In the past couple of weeks, I’ve read a couple of thought-provoking posts from Lise Janody and Ian Alexander, and I’ve been following the great conversation on the content strategy Google Group
I had to laugh this morning when I saw this tweet from UX champion Jared Spool:
Ah, the Content Strategy community has now caught the Define The Damn Thing virus. #DTDT #ContentStrategy
The situation has been circling for months, and it’s finally caught us. Guilty. We are engaged in a fight about what we are talking about. [“Fight” is really too inflammatory a word, as long as we’re trying to be specific. I think the fight is between us and our overly semantic selves, truly.] Let me be clear up front that I find the discussion useful and unimportant: Useful to help our discipline better define itself and better educate prospective clients [customers, our boss, the CFO, whoever] about the need for content strategy, not altogether important in that much of this dialogue is about our internal terminology, and we’ll never fully convince the people who sign our checks to use the terms we like. If you’d like to grow your business in today’s age, software to help with from content to marketing strategies, you may want to check out sites like https://www.salesforce.com/products/guide/lead-gen/ and research how they could help you grow to new heights in an over saturated market. In the past couple of weeks, I’ve read a couple of thought-provoking posts from Lise Janody and Ian Alexander, and I’ve been following the great conversation on the content strategy Google Group. The Nashville Content Strategy Meetup also had a great discussion related to this topic at our event last Thursday. So all this has been swirling in my head recently. I’ll throw my thoughts out there, and I’d love your feedback. Here’s how I approach content strategy:
- I love Kristina Halvorson’s Content Strategy for the Web, and Erin Kissane’s The Elements of Content Strategy. I think both are helpful definitions and provide great examples, particularly of some deliverables that are useful in content strategy.
- I think content strategy is NOT about deliverables. Though this may seem to be a contradiction, keep reading. I’ll elaborate.
- Content strategy is a mindset. That’s the real value we bring to our clients at Creekmore Consulting. We help them think about content in a new way. We often use deliverables like audits, inventories, taxonomies, style guides and more as part of our work, but those aren’t the real value. They help us reveal and demonstrate the value that true strategy brings to the table.
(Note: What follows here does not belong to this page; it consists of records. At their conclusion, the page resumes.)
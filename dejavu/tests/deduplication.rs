use std::time::Duration;

use dejavu::{
    BodyMatcher, BodyShape, Config, Decision, Deduplicator, MethodMatcher, RequestDescriptor,
    RouteMatcher, Rule,
};
use dejavu_backend::mock::MockBackend;
use http::Method;
use serde_json::{Value, json};

fn home_config(ttl: Duration) -> Config {
    Config::builder()
        .rule(
            Rule::new()
                .method("get".parse::<MethodMatcher>().unwrap())
                .route(RouteMatcher::exact("/home")),
        )
        .ttl(ttl)
        .marker(true)
        .build()
}

fn get(path: &str) -> RequestDescriptor {
    RequestDescriptor::new(Method::GET, path, None)
}

fn post(path: &str, body: Value) -> RequestDescriptor {
    RequestDescriptor::new(Method::POST, path, Some(body))
}

#[tokio::test]
async fn test_home_scenario() {
    let dedup = Deduplicator::new(home_config(Duration::from_millis(60_000)));

    let first = dedup.process(&get("/home")).await.unwrap();
    assert_eq!(
        first,
        Decision {
            matched: true,
            duplicate: false
        }
    );

    let second = dedup.process(&get("/home")).await.unwrap();
    assert_eq!(
        second,
        Decision {
            matched: true,
            duplicate: true
        }
    );

    let other = dedup.process(&get("/other-path")).await.unwrap();
    assert_eq!(other, Decision::UNMATCHED);
}

#[tokio::test]
async fn test_duplicate_window_expires() {
    let dedup =
        Deduplicator::with_backend(home_config(Duration::from_millis(50)), MockBackend::new());

    assert!(!dedup.process(&get("/home")).await.unwrap().duplicate);
    assert!(dedup.process(&get("/home")).await.unwrap().duplicate);

    tokio::time::sleep(Duration::from_millis(120)).await;

    assert!(!dedup.process(&get("/home")).await.unwrap().duplicate);
    assert!(dedup.process(&get("/home")).await.unwrap().duplicate);
}

#[tokio::test]
async fn test_duplicate_window_expires_with_moka() {
    let dedup = Deduplicator::new(home_config(Duration::from_millis(50)));

    assert!(!dedup.process(&get("/home")).await.unwrap().duplicate);
    tokio::time::sleep(Duration::from_millis(120)).await;
    assert!(!dedup.process(&get("/home")).await.unwrap().duplicate);
}

#[tokio::test]
async fn test_repeats_extend_the_window() {
    let dedup =
        Deduplicator::with_backend(home_config(Duration::from_millis(150)), MockBackend::new());

    assert!(!dedup.process(&get("/home")).await.unwrap().duplicate);
    for _ in 0..3 {
        tokio::time::sleep(Duration::from_millis(80)).await;
        assert!(dedup.process(&get("/home")).await.unwrap().duplicate);
    }
}

#[tokio::test]
async fn test_unmatched_requests_do_not_touch_store() {
    let backend = MockBackend::new();
    let dedup = Deduplicator::with_backend(home_config(Duration::from_secs(60)), backend.clone());

    for request in [
        get("/other-path"),
        get("/home?x=1"),
        RequestDescriptor::new(Method::POST, "/home", None),
    ] {
        assert_eq!(dedup.process(&request).await.unwrap(), Decision::UNMATCHED);
    }

    assert_eq!(backend.call_count(), 0);
    assert_eq!(backend.entry_count(), 0);
}

#[tokio::test]
async fn test_empty_rule_set_does_not_touch_store() {
    let backend = MockBackend::new();
    let dedup = Deduplicator::with_backend(Config::default(), backend.clone());

    assert_eq!(
        dedup.process(&get("/home")).await.unwrap(),
        Decision::UNMATCHED
    );
    assert_eq!(backend.call_count(), 0);
}

#[tokio::test]
async fn test_matched_request_reads_and_writes_once() {
    let backend = MockBackend::new();
    let dedup = Deduplicator::with_backend(home_config(Duration::from_secs(60)), backend.clone());

    dedup.process(&get("/home")).await.unwrap();
    assert_eq!(backend.counters().read_count(), 1);
    assert_eq!(backend.counters().write_count(), 1);

    dedup.process(&get("/home")).await.unwrap();
    assert_eq!(backend.counters().read_count(), 2);
    assert_eq!(backend.counters().read_hit_count(), 1);
    assert_eq!(backend.counters().write_count(), 2);
}

#[tokio::test]
async fn test_body_fingerprints_are_independent() {
    let config = Config::builder()
        .rule(
            Rule::new()
                .method(MethodMatcher::Any)
                .route(RouteMatcher::Any)
                .body(BodyMatcher::Any),
        )
        .build();
    let dedup = Deduplicator::with_backend(config, MockBackend::new());

    let id_only = json!({"id": 11});
    let id_and_name = json!({"id": 11, "name": "Alice"});

    assert!(!dedup.process(&post("/update", id_only.clone())).await.unwrap().duplicate);
    assert!(!dedup.process(&post("/update", id_and_name.clone())).await.unwrap().duplicate);
    assert!(dedup.process(&post("/update", id_only)).await.unwrap().duplicate);
    assert!(dedup.process(&post("/update", id_and_name)).await.unwrap().duplicate);
}

#[tokio::test]
async fn test_shape_rule_deduplicates_on_inspected_fields() {
    let config = Config::builder()
        .rule(
            Rule::new()
                .method(MethodMatcher::Any)
                .route(RouteMatcher::exact("/update/user"))
                .body(BodyShape::new().present("id")),
        )
        .build();
    let dedup = Deduplicator::with_backend(config, MockBackend::new());

    assert!(!dedup.process(&post("/update/user", json!({"id": 9}))).await.unwrap().duplicate);
    assert!(dedup.process(&post("/update/user", json!({"id": 9}))).await.unwrap().duplicate);
    assert!(!dedup.process(&post("/update/user", json!({"id": 10}))).await.unwrap().duplicate);

    let unmatched = dedup
        .process(&post("/update/user", json!({"name": "Alice"})))
        .await
        .unwrap();
    assert_eq!(unmatched, Decision::UNMATCHED);
}

#[tokio::test]
async fn test_store_unavailable_is_surfaced() {
    let backend = MockBackend::new();
    let dedup = Deduplicator::with_backend(home_config(Duration::from_secs(60)), backend.clone());
    backend.set_unavailable(true);

    let error = dedup.process(&get("/home")).await.unwrap_err();
    assert!(error.is_store_unavailable());
    // A failed read is not followed by a write.
    assert_eq!(backend.counters().write_count(), 0);

    backend.set_unavailable(false);
    assert!(!dedup.process(&get("/home")).await.unwrap().duplicate);
}

#[tokio::test]
async fn test_out_of_range_ttl_is_a_store_error() {
    let ttl = Duration::from_secs(10_000_000_000_000);
    let with_mock = Deduplicator::with_backend(home_config(ttl), MockBackend::new());
    let error = with_mock.process(&get("/home")).await.unwrap_err();
    assert!(!error.is_store_unavailable());

    let with_moka = Deduplicator::new(home_config(ttl));
    assert!(with_moka.process(&get("/home")).await.is_err());
    assert_eq!(with_moka.backend().entry_count(), 0);
}

#[tokio::test]
async fn test_failing_predicate_falls_through_to_next_rule() {
    let backend = MockBackend::new();
    let config = Config::builder()
        .rule(Rule::new().route(RouteMatcher::try_predicate(|_| {
            Err::<bool, _>("lookup table missing")
        })))
        .rule(Rule::new().route(RouteMatcher::exact("/home")))
        .build();
    let dedup = Deduplicator::with_backend(config, backend.clone());

    let decision = dedup.process(&get("/home")).await.unwrap();
    assert!(decision.matched);
    assert_eq!(backend.call_count(), 2);
}

#[tokio::test]
async fn test_concurrent_requests_share_state() {
    let dedup = Deduplicator::new(home_config(Duration::from_secs(60)));
    dedup.process(&get("/home")).await.unwrap();

    let tasks = (0..16).map(|_| {
        let dedup = dedup.clone();
        tokio::spawn(async move { dedup.process(&get("/home")).await })
    });

    for result in futures::future::join_all(tasks).await {
        assert!(result.unwrap().unwrap().duplicate);
    }
}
Now, about content marketing. Ian Alexander’s reference to content marketing kicked off some of the fuss in the Google Group, and I do think it’s a useful question he’s asked. How do we [internal to the discipline] differentiate content strategy and marketing? How does the marketplace [our clients and stakeholders] do so? I think he’s right in asking — I’ve seen lots of places where I felt the terms were used interchangeably, and incorrectly, I felt. My background includes a whole lot of content marketing, so I’ve got some definite opinions here. I think the word “content” is part of what confuses us in both content strategy and content marketing, but I don’t have a great substitute for it at this time. Content strategy: The mindset that puts content second*, whether you’re talking about enterprise content management, product development, web applications, mobile, print, marketing, whatever. This emerging discipline is particularly known for several of its web-content-based [but often more broadly useful] deliverables, like content audits, taxonomies, style guides, workflows and governance models. We put content second, because the business goal comes first. All else follows. Content marketing: As we know, content marketing is a particular marketing strategy, where marketers use content to build a trusting, reciprocal relationship with customers and prospects. The fuzzy: The confusion happens in the middle. To me, effective content marketing must have content strategy as a component. You have to have planned for the [to use Halvorson’s well-known definition] creation, delivery and governance of any content if you want it to meet your business goal. In my previous, custom media life, this distinction was clear. The custom magazines and websites we created for customers were content marketing, and we used principles of content strategy to ensure we met business goals and effectively managed operations. But I don’t think the distinction is always so clear. It’s sometimes hard to define whether a web property is a product, media or marketing….often, a single website can be all 3 at once. So it’s no wonder we’re confused about the terms. What’s the takeaway? I’m not sure. I think the conversation is good. I think we can draw some distinctions. And I think we have more work still to do.